What if it fails? The code has detailed error prompts, e.g., 401 tells you the token permission is insufficient, 403 tells you no permission to access the project.

4. Call AI for Review

def get_real_ai_review(mr_info, code_diff):
    # 1. Load the team specification file content
    # 2. Construct a very long prompt
    # 3. Call the OpenAI API
    # 4. Parse the returned JSON

This is the core function. What it does can be understood as: giving instructions to the AI.

The instruction content is roughly:

You are a review expert. Below are the code changes for the MR. Please check according to the following specifications: ... The output format must be JSON, and each issue must indicate the file, line number, priority, and category.

The JSON structure returned by the AI is similar to:

{
  "score": 75,
  "suggestions": [
    {"type": "error", "file": "src/App.vue", "line": 12, "message": "Null pointer risk, suggest adding ?."}
  ]
}

Note for frontend colleagues: This prompt is your "requirements document". How you want the AI to review can be completely controlled by modifying the prompt. You can even translate ESLint rules into natural language and write them in.

5. Define HTTP Interface (Routes)

@app.route('/api/review', methods=['POST'])
def review_code():
    # 1. Verify the Bearer token in the Authorization header
    # 2. Parse the request body (JSON)
    # 3. Call get_mr_diff to pull the code
    # 4. Call get_real_ai_review
    # 5. Return the result

6. Health Check and Test Interface

@app.route('/health')
def health_check():
    return {"status": "ok", ...}

Purpose: Lets you confirm whether the service is alive and whether the configuration is correct (e.g., checking if the API Key exists).

There is also a /test/gitlab interface to manually test if the GitLab token is valid.


6. How to Call This Service in GitLab CI?

In your frontend project's root directory, modify .gitlab-ci.yml and add a job:

ai-review:
  stage: review
  tags:
    - mac-runner          # If you use a local runner
  script:
    - |
      curl -X POST http://localhost:5001/api/review \
        -H "Authorization: Bearer test-token-123" \
        -H "Content-Type: application/json" \
        -d "{
            \"project\": \"$CI_PROJECT_PATH\",
            \"mr_iid\": $CI_MERGE_REQUEST_IID,
            \"source_branch\": \"$CI_MERGE_REQUEST_SOURCE_BRANCH_NAME\",
            \"target_branch\": \"$CI_MERGE_REQUEST_TARGET_BRANCH_NAME\"
          }"
  rules:
    - if: '$CI_PIPELINE_SOURCE == "merge_request_event"'

If you don't want to use a local runner, you can also deploy this service to a server with a public IP, then replace http://localhost:5001 with the corresponding IP.

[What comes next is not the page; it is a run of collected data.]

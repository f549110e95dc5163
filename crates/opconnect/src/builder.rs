//! Item construction and creation.
//!
//! [`new_item`] applies [`ItemOption`]s in order: tag and field options
//! append, category and vault options overwrite. The note and password
//! clients pre-seed their required field and then layer caller options on
//! top, so callers can add fields but never drop the seeded one.

use crate::document::{Field, Item, ItemCategory};
use crate::error::ConnectError;
use crate::item::ItemClient;

/// One ordered transform applied while building an item.
#[derive(Debug, Clone, PartialEq)]
pub enum ItemOption {
    /// Append tags after the existing ones.
    Tags(Vec<String>),
    /// Append fields after the existing ones.
    Fields(Vec<Field>),
    /// Replace the category.
    Category(ItemCategory),
    /// Replace the owning vault id.
    VaultId(String),
}

impl ItemOption {
    /// Apply this option to `item`, returning the updated item.
    pub fn apply(self, item: Item) -> Item {
        match self {
            Self::Tags(tags) => item.append_tags(tags),
            Self::Fields(fields) => item.append_fields(fields),
            Self::Category(category) => item.set_category(category),
            Self::VaultId(id) => item.set_vault_id(id),
        }
    }
}

/// Tags to append, in order.
pub fn with_tags<I, S>(tags: I) -> ItemOption
where
    I: IntoIterator<Item = S>,
    S: Into<String>,
{
    ItemOption::Tags(tags.into_iter().map(Into::into).collect())
}

/// Fields to append, in order.
pub fn with_fields(fields: impl IntoIterator<Item = Field>) -> ItemOption {
    ItemOption::Fields(fields.into_iter().collect())
}

/// Category to set. A later category option overrides this one.
pub fn with_category(category: ItemCategory) -> ItemOption {
    ItemOption::Category(category)
}

/// Owning vault to set. A later vault option overrides this one.
pub fn with_vault_id(id: impl Into<String>) -> ItemOption {
    ItemOption::VaultId(id.into())
}

/// Build an item with empty tags and fields, then apply `options` in order.
pub fn new_item(title: impl Into<String>, options: impl IntoIterator<Item = ItemOption>) -> Item {
    options
        .into_iter()
        .fold(Item::new(title), |item, option| option.apply(item))
}

fn notes_field(content: impl Into<String>) -> Field {
    Field::new("notesPlain", "notesPlain", "NOTES", "STRING", content)
}

fn password_field(secret: impl Into<String>) -> Field {
    Field::new("password", "password", "PASSWORD", "CONCEALED", secret)
}

fn seeded_item(
    title: impl Into<String>,
    vault_id: &str,
    category: ItemCategory,
    field: Field,
    options: impl IntoIterator<Item = ItemOption>,
) -> Item {
    let seed = [
        with_vault_id(vault_id),
        with_category(category),
        with_fields([field]),
    ];
    new_item(title, seed.into_iter().chain(options))
}

impl<'a> ItemClient<'a> {
    /// Secure note builder scoped to this vault.
    pub fn notes(&self) -> NoteClient<'a> {
        NoteClient { items: *self }
    }

    /// Password builder scoped to this vault.
    pub fn passwords(&self) -> PasswordClient<'a> {
        PasswordClient { items: *self }
    }
}

/// Builds and creates `SECURE_NOTE` items.
#[derive(Debug, Clone, Copy)]
pub struct NoteClient<'a> {
    items: ItemClient<'a>,
}

impl NoteClient<'_> {
    /// A secure note in the resolved vault holding `content` in its
    /// `notesPlain` field.
    pub fn new_note(
        &self,
        title: impl Into<String>,
        content: impl Into<String>,
        options: impl IntoIterator<Item = ItemOption>,
    ) -> Item {
        seeded_item(
            title,
            self.items.vault_id(),
            ItemCategory::SecureNote,
            notes_field(content),
            options,
        )
    }

    /// Build a note with [`Self::new_note`] and submit it.
    pub async fn create(
        &self,
        title: impl Into<String>,
        content: impl Into<String>,
        options: impl IntoIterator<Item = ItemOption>,
    ) -> Result<Item, ConnectError> {
        let note = self.new_note(title, content, options);
        self.items.add(&note).await
    }
}

/// Builds and creates `PASSWORD` items.
#[derive(Debug, Clone, Copy)]
pub struct PasswordClient<'a> {
    items: ItemClient<'a>,
}

impl PasswordClient<'_> {
    /// A password item in the resolved vault holding `secret` in its
    /// concealed `password` field.
    pub fn new_password(
        &self,
        title: impl Into<String>,
        secret: impl Into<String>,
        options: impl IntoIterator<Item = ItemOption>,
    ) -> Item {
        seeded_item(
            title,
            self.items.vault_id(),
            ItemCategory::Password,
            password_field(secret),
            options,
        )
    }

    /// Build a password with [`Self::new_password`] and submit it.
    pub async fn create(
        &self,
        title: impl Into<String>,
        secret: impl Into<String>,
        options: impl IntoIterator<Item = ItemOption>,
    ) -> Result<Item, ConnectError> {
        let password = self.new_password(title, secret, options);
        self.items.add(&password).await
    }
}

7. Pitfall Records (Where I Fell)

1. Insufficient Token Permission → 401

2. Local Service Running on 5001, but GitLab Runner Cannot Access It

3. Python Dependency Installation Failed

4. AI Returned JSON Parsing Failed


8. Extension Ideas (Features You Can Add Yourself)


9. Final Words

As a former frontend developer, I initially found Python very unfamiliar too. But after actually writing it, I discovered that Flask is even simpler than Express: no need to configure middleware, no need to handle route parameter parsing, and not even async/await (it's synchronous by default, which is very suitable for this kind of small tool).

Moreover, the pattern for this kind of "small AI service" is very fixed: Receive request → Call third-party API → Process data → Return JSON. As long as you can write JavaScript, switching to Python is just a difference in dictionary and list syntax.

I hope these notes give you the confidence to modify the code above, or even write your own. If you encounter problems while trying, feel free to leave a comment in the comment section (or raise an issue), and I will add new pitfall experiences.

One last nagging point: The code is not important, the method of solving the problem is. Although this service is only 200 lines, it truly implements the team's code standards, which is the most valuable part.